The ROKiT Venturi driver had a strong start to the race, rising up from a lowly 14th on the grid to 11th on the first lap, before his contact with de Vries, which came after an earlier altercation the Brazilian had with Maximilian Guenther’s Nissan and before some further contact with Nick Cassidy’s Envision Audi at the Turn 4 hairpin later in the race.
Vandoorne also lamented the late-race shunt, as he believed that he would have finished in fifth place – such was the available energy he had in relation to those around him in the final two laps.
“I am quite disappointed, actually as I was running in a points-scoring position for most of the race and everyone was dying on energy on the final laps,” said Vandoorne.
“But then I got spun around near the end with two laps to go.
“It’s frustrating because, without that, I would have finished in P5. We lost a lot of points today.”
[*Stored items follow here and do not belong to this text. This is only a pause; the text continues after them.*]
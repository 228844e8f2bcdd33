//! CV file text extraction.
//!
//! Runs before any CV-bearing generation call; the LLM layer never sees files.
//! PDF goes through `pdf-extract`, DOCX is read straight out of its zip container.

use thiserror::Error;
use tracing::{debug, warn};

pub mod docx;
pub mod handlers;

/// Uploads above this size are refused before any parsing.
pub const MAX_UPLOAD_BYTES: usize = 5 * 1024 * 1024;

const PDF_MIME: &str = "application/pdf";
const DOCX_MIME: &str = "application/vnd.openxmlformats-officedocument.wordprocessingml.document";

#[derive(Debug, Clone, Copy, PartialEq, Eq)]
pub enum DocumentKind {
    Pdf,
    Docx,
}

impl DocumentKind {
    /// Content type wins; the file extension is the fallback for clients that send
    /// `application/octet-stream`.
    pub fn detect(content_type: Option<&str>, file_name: Option<&str>) -> Option<Self> {
        let mime = content_type
            .map(|ct| ct.split(';').next().unwrap_or(ct).trim().to_ascii_lowercase());
        match mime.as_deref() {
            Some(PDF_MIME) => return Some(DocumentKind::Pdf),
            Some(DOCX_MIME) => return Some(DocumentKind::Docx),
            _ => {}
        }

        let name = file_name?.to_ascii_lowercase();
        if name.ends_with(".pdf") {
            Some(DocumentKind::Pdf)
        } else if name.ends_with(".docx") {
            Some(DocumentKind::Docx)
        } else {
            None
        }
    }

    pub fn label(self) -> &'static str {
        match self {
            DocumentKind::Pdf => "pdf",
            DocumentKind::Docx => "docx",
        }
    }
}

#[derive(Debug, Error)]
pub enum ExtractError {
    #[error("Unsupported file type: {0}")]
    UnsupportedType(String),

    #[error("File exceeds the {limit} byte limit")]
    TooLarge { limit: usize },

    #[error("Could not read {kind} content: {detail}")]
    Corrupt { kind: &'static str, detail: String },

    #[error("Failed to process file: {0}")]
    Processing(String),
}

/// Extracts plain text from an uploaded CV.
///
/// CPU-bound; async callers should run it on a blocking thread.
pub fn extract_text(
    bytes: &[u8],
    content_type: Option<&str>,
    file_name: Option<&str>,
) -> Result<String, ExtractError> {
    if bytes.len() > MAX_UPLOAD_BYTES {
        return Err(ExtractError::TooLarge {
            limit: MAX_UPLOAD_BYTES,
        });
    }

    let kind = DocumentKind::detect(content_type, file_name).ok_or_else(|| {
        ExtractError::UnsupportedType(
            content_type
                .or(file_name)
                .unwrap_or("unknown")
                .to_string(),
        )
    })?;

    let text = match kind {
        // pdf-extract panics on some malformed inputs instead of returning an error.
        DocumentKind::Pdf => std::panic::catch_unwind(|| pdf_extract::extract_text_from_mem(bytes))
            .map_err(|_| ExtractError::Corrupt {
                kind: kind.label(),
                detail: "parser aborted".to_string(),
            })?
            .map_err(|e| ExtractError::Corrupt {
                kind: kind.label(),
                detail: e.to_string(),
            })?,
        DocumentKind::Docx => docx::extract_docx_text(bytes)?,
    };

    let text = normalize_whitespace(&text);
    if text.is_empty() {
        warn!("No text found in uploaded {}", kind.label());
        return Err(ExtractError::Processing(format!(
            "no text found in {} file",
            kind.label()
        )));
    }

    debug!("Extracted {} chars from {}", text.len(), kind.label());
    Ok(text)
}

/// Collapses runs of spaces inside lines and drops blank lines.
fn normalize_whitespace(text: &str) -> String {
    text.lines()
        .map(|line| line.split_whitespace().collect::<Vec<_>>().join(" "))
        .filter(|line| !line.is_empty())
        .collect::<Vec<_>>()
        .join("\n")
}

#[cfg(test)]
mod tests {
    use super::*;

    #[test]
    fn test_detect_by_content_type() {
        assert_eq!(
            DocumentKind::detect(Some("application/pdf"), None),
            Some(DocumentKind::Pdf)
        );
        assert_eq!(
            DocumentKind::detect(Some(DOCX_MIME), Some("cv.bin")),
            Some(DocumentKind::Docx)
        );
    }

    #[test]
    fn test_detect_by_extension_fallback() {
        assert_eq!(
            DocumentKind::detect(Some("application/octet-stream"), Some("My CV.PDF")),
            Some(DocumentKind::Pdf)
        );
        assert_eq!(
            DocumentKind::detect(None, Some("resume.docx")),
            Some(DocumentKind::Docx)
        );
        assert_eq!(DocumentKind::detect(Some("text/plain"), Some("cv.txt")), None);
    }

    #[test]
    fn test_too_large_checked_first() {
        let bytes = vec![0u8; MAX_UPLOAD_BYTES + 1];
        let err = extract_text(&bytes, Some("text/plain"), None).unwrap_err();
        assert!(matches!(err, ExtractError::TooLarge { .. }));
    }

    #[test]
    fn test_unsupported_type() {
        let err = extract_text(b"hello", Some("text/plain"), Some("cv.txt")).unwrap_err();
        match err {
            ExtractError::UnsupportedType(t) => assert_eq!(t, "text/plain"),
            other => panic!("expected unsupported, got {other:?}"),
        }
    }

    #[test]
    fn test_garbage_pdf_is_corrupt() {
        let err = extract_text(b"not a pdf at all", Some(PDF_MIME), None).unwrap_err();
        assert!(matches!(err, ExtractError::Corrupt { kind: "pdf", .. }));
    }

    #[test]
    fn test_normalize_whitespace() {
        assert_eq!(
            normalize_whitespace("  Jane   Doe \n\n\n Rust \t engineer  "),
            "Jane Doe\nRust engineer"
        );
    }
}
Vandoorne’s Mercedes EQ team-mate de Vries admitted that the Silver Arrows were “not quite quick enough” at the Autodromo Hermanos Rodriguez, but he also thought that “our race could have been very different if we didn’t get mixed up into fights early on”.
“I think if we would have been able to follow DS Techeetah’s in their approach to play the long game,” added De Vries, who also took the fastest-lap bonus point.
“I think we would have been able to finish near them but unfortunately we got tangled up in the fight behind us.”
Both de Vries and Vandoorne had made it through to the duel phase of the qualifying format but were knocked out of the quarter-final stages by the two Porsches of Andre Lotterer and Pascal Wehrlein respectively.
Vandoorne made his second error in as many qualifying sessions after almost hitting the Turn 1 barriers on his quarter-final lap, allowing Wehrlein to make it easily through to the semi-final.